=== Begin Enclosure ===

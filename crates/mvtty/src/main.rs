use std::fs::{self, OpenOptions};
use std::io::Write;
use std::process::ExitCode;
use std::sync::Mutex;

use clap::Parser;
use mvtty::app::App;
use mvtty::config::{Cli, Config};
use mvtty::error::AppError;
use time::UtcOffset;
use tracing::{error, info};
use tracing_subscriber::EnvFilter;

const LOG_ENV: &str = "MVTTY_LOG";

fn main() -> ExitCode {
    let config = Cli::parse().into_config();

    // Must run before any other thread exists for the offset to be readable.
    let utc_offset = UtcOffset::current_local_offset().unwrap_or(UtcOffset::UTC);

    match run(&config, utc_offset) {
        Ok(()) => ExitCode::SUCCESS,
        Err(err) => {
            error!("{err}");
            #[allow(clippy::print_stderr)]
            {
                let _ = writeln!(std::io::stderr(), "Error: {err}");
            }

            ExitCode::FAILURE
        }
    }
}

fn run(config: &Config, utc_offset: UtcOffset) -> Result<(), AppError> {
    init_logging(config)?;
    info!(
        ioc_dir = %config.ioc_dir.display(),
        version = env!("CARGO_PKG_VERSION"),
        "mvtty starting"
    );

    let runtime = tokio::runtime::Builder::new_multi_thread()
        .enable_all()
        .build()
        .map_err(AppError::Runtime)?;

    let app = App::new(config, utc_offset);
    runtime.block_on(mvtty::runtime::run(app, config))?;

    Ok(())
}

/// Sends logs to `<home>/mvtty.log`; stdout belongs to the terminal UI.
fn init_logging(config: &Config) -> Result<(), AppError> {
    let home_error = |source| AppError::Home {
        path: config.home.clone(),
        source,
    };

    fs::create_dir_all(&config.home).map_err(home_error)?;
    let log_file = OpenOptions::new()
        .create(true)
        .append(true)
        .open(config.log_path())
        .map_err(home_error)?;

    let filter = EnvFilter::try_from_env(LOG_ENV).unwrap_or_else(|_| EnvFilter::new("info"));
    tracing_subscriber::fmt()
        .with_env_filter(filter)
        .with_ansi(false)
        .with_writer(Mutex::new(log_file))
        .init();

    Ok(())
}
use std::path::PathBuf;

use crossterm::event::{KeyCode, KeyEvent};

use crate::app::{App, AppMode};
use crate::runtime::EventResult;
use crate::runtime::mode::is_plain_char_key;

/// Handles key input while the app is in `AppMode::PathPicker`.
///
/// `Enter` descends into directories and picks files. `s` picks the
/// highlighted entry and `c` picks the directory being browsed.
pub(crate) fn handle(app: &mut App, key: KeyEvent) -> EventResult {
    let AppMode::PathPicker(picker) = &mut app.mode else {
        return EventResult::Continue;
    };

    let mut picked: Option<PathBuf> = None;
    match key.code {
        KeyCode::Esc | KeyCode::Char('q')
            if key.code == KeyCode::Esc || is_plain_char_key(key, 'q') =>
        {
            app.cancel_path_picker();

            return EventResult::Continue;
        }
        KeyCode::Down | KeyCode::Char('j')
            if key.code == KeyCode::Down || is_plain_char_key(key, 'j') =>
        {
            picker.select_next();
        }
        KeyCode::Up | KeyCode::Char('k')
            if key.code == KeyCode::Up || is_plain_char_key(key, 'k') =>
        {
            picker.select_previous();
        }
        KeyCode::Enter | KeyCode::Right | KeyCode::Char('l')
            if key.code != KeyCode::Char('l') || is_plain_char_key(key, 'l') =>
        {
            picked = picker.enter_selected();
        }
        KeyCode::Backspace | KeyCode::Left | KeyCode::Char('h')
            if key.code != KeyCode::Char('h') || is_plain_char_key(key, 'h') =>
        {
            picker.go_parent();
        }
        KeyCode::Char('.') => picker.toggle_hidden(),
        KeyCode::Char('s') if is_plain_char_key(key, 's') => {
            picked = Some(picker.highlighted_path());
        }
        KeyCode::Char('c') if is_plain_char_key(key, 'c') => {
            picked = Some(picker.current_dir().to_path_buf());
        }
        _ => {}
    }

    if let Some(path) = picked {
        let field = picker.field();
        app.apply_picked_path(field, &path);
    }

    EventResult::Continue
}

#[cfg(test)]
mod tests {
    use std::fs;

    use crossterm::event::KeyModifiers;
    use tempfile::tempdir;

    use super::*;
    use crate::app::PathPicker;
    use crate::domain::FieldId;
    use crate::runtime::mode::test_support::new_test_app;

    fn press(app: &mut App, code: KeyCode) {
        handle(app, KeyEvent::new(code, KeyModifiers::NONE));
    }

    #[test]
    fn test_handle_c_picks_current_directory() {
        // Arrange
        let dir = tempdir().expect("failed to create temp dir");
        let mut app = new_test_app();
        app.mode = AppMode::PathPicker(PathPicker::open(FieldId::BackupPath, dir.path(), true));

        // Act
        press(&mut app, KeyCode::Char('c'));

        // Assert
        assert_eq!(app.mode, AppMode::Normal);
        assert_eq!(
            app.current_state().form.text(FieldId::BackupPath),
            dir.path().to_string_lossy()
        );
    }

    #[test]
    fn test_handle_enter_descends_then_s_picks_highlighted() {
        // Arrange
        let dir = tempdir().expect("failed to create temp dir");
        let backup_dir = dir.path().join("backup");
        fs::create_dir(&backup_dir).expect("failed to create backup dir");
        fs::write(backup_dir.join("Manifest.db"), "").expect("failed to write file");
        let mut app = new_test_app();
        app.mode = AppMode::PathPicker(PathPicker::open(FieldId::BackupPath, dir.path(), false));

        // Act
        press(&mut app, KeyCode::Enter);
        let browsing = match &app.mode {
            AppMode::PathPicker(picker) => picker.current_dir().to_path_buf(),
            _ => PathBuf::new(),
        };
        press(&mut app, KeyCode::Char('s'));

        // Assert
        assert_eq!(browsing, backup_dir);
        assert_eq!(
            app.current_state().form.text(FieldId::BackupPath),
            backup_dir.join("Manifest.db").to_string_lossy()
        );
    }

    #[test]
    fn test_handle_esc_keeps_field_unchanged() {
        // Arrange
        let dir = tempdir().expect("failed to create temp dir");
        let mut app = new_test_app();
        app.mode = AppMode::PathPicker(PathPicker::open(FieldId::BackupPath, dir.path(), true));

        // Act
        press(&mut app, KeyCode::Esc);

        // Assert
        assert_eq!(app.mode, AppMode::Normal);
        assert_eq!(app.current_state().form.text(FieldId::BackupPath), "");
    }
}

=== End Enclosure ===

From the material above, set down exactly the lines starting at the one with "if key.code != KeyCode::Char('h')" and ending at the one with "use crossterm::event::KeyModifiers;", end lines included.

### Finished exercise
            if key.code != KeyCode::Char('h') || is_plain_char_key(key, 'h') =>
        {
            picker.go_parent();
        }
        KeyCode::Char('.') => picker.toggle_hidden(),
        KeyCode::Char('s') if is_plain_char_key(key, 's') => {
            picked = Some(picker.highlighted_path());
        }
        KeyCode::Char('c') if is_plain_char_key(key, 'c') => {
            picked = Some(picker.current_dir().to_path_buf());
        }
        _ => {}
    }

    if let Some(path) = picked {
        let field = picker.field();
        app.apply_picked_path(field, &path);
    }

    EventResult::Continue
}

#[cfg(test)]
mod tests {
    use std::fs;

    use crossterm::event::KeyModifiers;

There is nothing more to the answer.